When the Country Horns return in December 1994, that’s less the case. Eight months down the road, Phish is doing things that they couldn’t — or at least wouldn’t dare — do when their touring year began. So while the horns shows in spring felt like a nice change of pace from the standard show format of the time, this extended sit-in feels like an intrusion, a regression back to safe territory instead of a chance to further iterate on what they started constructing in the Summer and Fall.
Which begs the question: why bring back the horns at this point, for back-to-back shows in secondary Northern California markets? The obvious answer is they wanted to book some songs with brass for the live album taking shape, which paid off through tonight’s Gumbo.

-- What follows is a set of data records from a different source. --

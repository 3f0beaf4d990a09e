//! Provisioning plan loaded from a TOML manifest.
//!
//! ```toml
//! [[user]]
//! name = "root"
//! file = "users/root.json"
//!
//! [[dashboards]]
//! file = "dashboards/overview.json"
//! ```
//!
//! Relative `file` paths resolve against the manifest's directory. Steps are
//! ordered users, roles, indices, spaces, then dashboard sets, keeping the
//! manifest order within each kind.

use std::collections::HashSet;
use std::fs;
use std::path::{Path, PathBuf};

use serde::Deserialize;

use crate::error::SetupError;
use crate::payload::FilePayload;
use crate::reconcile::ResourceKind;

#[derive(Debug, Clone, Default, Deserialize)]
#[serde(deny_unknown_fields)]
pub struct PlanManifest {
    #[serde(default, rename = "user")]
    pub users: Vec<NamedEntry>,
    #[serde(default, rename = "role")]
    pub roles: Vec<NamedEntry>,
    #[serde(default, rename = "index")]
    pub indices: Vec<NamedEntry>,
    #[serde(default, rename = "space")]
    pub spaces: Vec<NamedEntry>,
    #[serde(default)]
    pub dashboards: Vec<DashboardEntry>,
}

#[derive(Debug, Clone, Deserialize)]
#[serde(deny_unknown_fields)]
pub struct NamedEntry {
    pub name: String,
    pub file: PathBuf,
}

#[derive(Debug, Clone, Deserialize)]
#[serde(deny_unknown_fields)]
pub struct DashboardEntry {
    pub file: PathBuf,
}

/// One resource to apply.
#[derive(Debug, Clone, PartialEq, Eq)]
pub struct PlanStep {
    pub kind: ResourceKind,
    pub name: String,
    pub source: FilePayload,
}

#[derive(Debug, Clone, Default, PartialEq, Eq)]
pub struct ProvisionPlan {
    steps: Vec<PlanStep>,
}

impl ProvisionPlan {
    /// Reads and validates a manifest file.
    pub fn load(path: &Path) -> Result<Self, SetupError> {
        let content = fs::read_to_string(path).map_err(|e| {
            SetupError::Config(format!("cannot read manifest {}: {e}", path.display()))
        })?;
        let manifest: PlanManifest = toml::from_str(&content)
            .map_err(|e| SetupError::Config(format!("{}: {e}", path.display())))?;
        let base_dir = path.parent().unwrap_or_else(|| Path::new("."));
        Self::from_manifest(manifest, base_dir)
    }

    pub fn from_manifest(manifest: PlanManifest, base_dir: &Path) -> Result<Self, SetupError> {
        let resolve = |file: &Path| {
            if file.is_absolute() {
                file.to_path_buf()
            } else {
                base_dir.join(file)
            }
        };

        let named = [
            (ResourceKind::User, manifest.users),
            (ResourceKind::Role, manifest.roles),
            (ResourceKind::Index, manifest.indices),
            (ResourceKind::Space, manifest.spaces),
        ];

        let mut steps = Vec::new();
        for (kind, entries) in named {
            for entry in entries {
                steps.push(PlanStep {
                    kind,
                    name: entry.name,
                    source: FilePayload::new(resolve(&entry.file)),
                });
            }
        }
        for entry in manifest.dashboards {
            steps.push(PlanStep {
                kind: ResourceKind::DashboardSet,
                name: entry.file.display().to_string(),
                source: FilePayload::new(resolve(&entry.file)),
            });
        }

        let plan = Self { steps };
        plan.validate()?;
        Ok(plan)
    }

    fn validate(&self) -> Result<(), SetupError> {
        let mut seen = HashSet::new();
        for step in &self.steps {
            if step.name.trim().is_empty() {
                return Err(SetupError::Config(format!("{} with empty name", step.kind)));
            }
            if !seen.insert((step.kind, step.name.as_str())) {
                return Err(SetupError::Config(format!(
                    "duplicate {} '{}'",
                    step.kind, step.name
                )));
            }
        }
        Ok(())
    }

    pub fn steps(&self) -> &[PlanStep] {
        &self.steps
    }

    pub fn len(&self) -> usize {
        self.steps.len()
    }

    pub fn is_empty(&self) -> bool {
        self.steps.is_empty()
    }
}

Or maybe they wanted to add some extra sauce to sell tickets on the West Coast; this is also one of three December shows that draft in DMB as openers, at a time when Under The Table And Dreaming was just about to pop. (As underwhelmed as I am by the horns set, at least there’s no DMB superjam).
Regardless of the reasoning, the main downer is that the Country Horns appearance is almost a clone of their first round of sit-ins. The 5/4 and 12/2 sets share six songs in common; Magilla is swapped for Gumbo, and Wolfman’s, poor Wolfman’s, remains in hibernation. Instead of coming in at the end of YEM, the horns make their entrance for the end of Bowie, and while Bowie has 22 luxurious minutes to explore beforehand, it’s still a bit of a buzzkill after the hefty versions of November and the fluid, unpredictable sets of the last two nights.

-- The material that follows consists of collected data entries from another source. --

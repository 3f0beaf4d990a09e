// Tracing initialization with a configurable default level.
use tracing_subscriber::{EnvFilter, fmt, prelude::*};

pub fn init_tracing_with_level(level: &str) {
    // Prefer RUST_LOG from env, otherwise use provided level string.
    let filter = std::env::var("RUST_LOG")
        .ok()
        .and_then(|_| EnvFilter::try_from_default_env().ok())
        .unwrap_or_else(|| EnvFilter::new(level));

    let _ = tracing_subscriber::registry()
        .with(filter)
        .with(fmt::layer().with_writer(std::io::stderr))
        .try_init();
}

Obviously, you can’t exactly wing it when you’re playing with five guest musicians. But it’s still a bummer that they stick to the most obvious Phish + Horns material: bar-rockers Suzy and Cavern, Phish jazz standards The Landlady and Caravan, and the swingier Hoist arrangement of Julius. Only the Bowie ending and Buried Alive provide a taste of the demented jazz-prog arrangements on display in Summer 1991, horn parts grafted onto already-dense Anastasio compositions in variably successful but never boring fashion.

Compounding that disappointment is the unrealized talent in the horn section this time around. 12/2 is the second appearance of the “Cosmic” Country Horns — despite Trey introducing them as plain old Giant two times in this show — so named because of Cosmic Krewe leader Michael Ray’s involvement. Ray is Phish’s most direct link back to Trey’s idol Sun Ra, and can certainly play much stranger music than he’s given to work with here. Trombonist James Harvey would go on to participate in Trey’s free jazz Surrender to the Air project, and utilityman Peter Apfelbaum led The Hieroglyphics Ensemble, which brought global and modern classical influences into the big band jazz format.

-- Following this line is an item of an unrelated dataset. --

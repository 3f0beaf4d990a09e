pub mod apply;
pub mod check;
pub mod wait;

Given that the marathon jams of November found Phish testing their deepest avant-garde, even free improv, impulses, one can easily imagine doing a lot more than the old Suzy fanfare with these esteemed players. Only Duke Ellington’s Caravan captures a whiff of Arkestra vibes, and even there the December version is much less exploratory than its leisurely May rendition. Bring Ray and colleagues out in the middle of the Bowie jam, say in that weird twilight zone where the vacuum jam happened on 11/26, and something magical could have happened. Instead, the return of the Cosmic Country Horns is both a missed opportunity and a rerun, tape-delayed for West Coast viewers.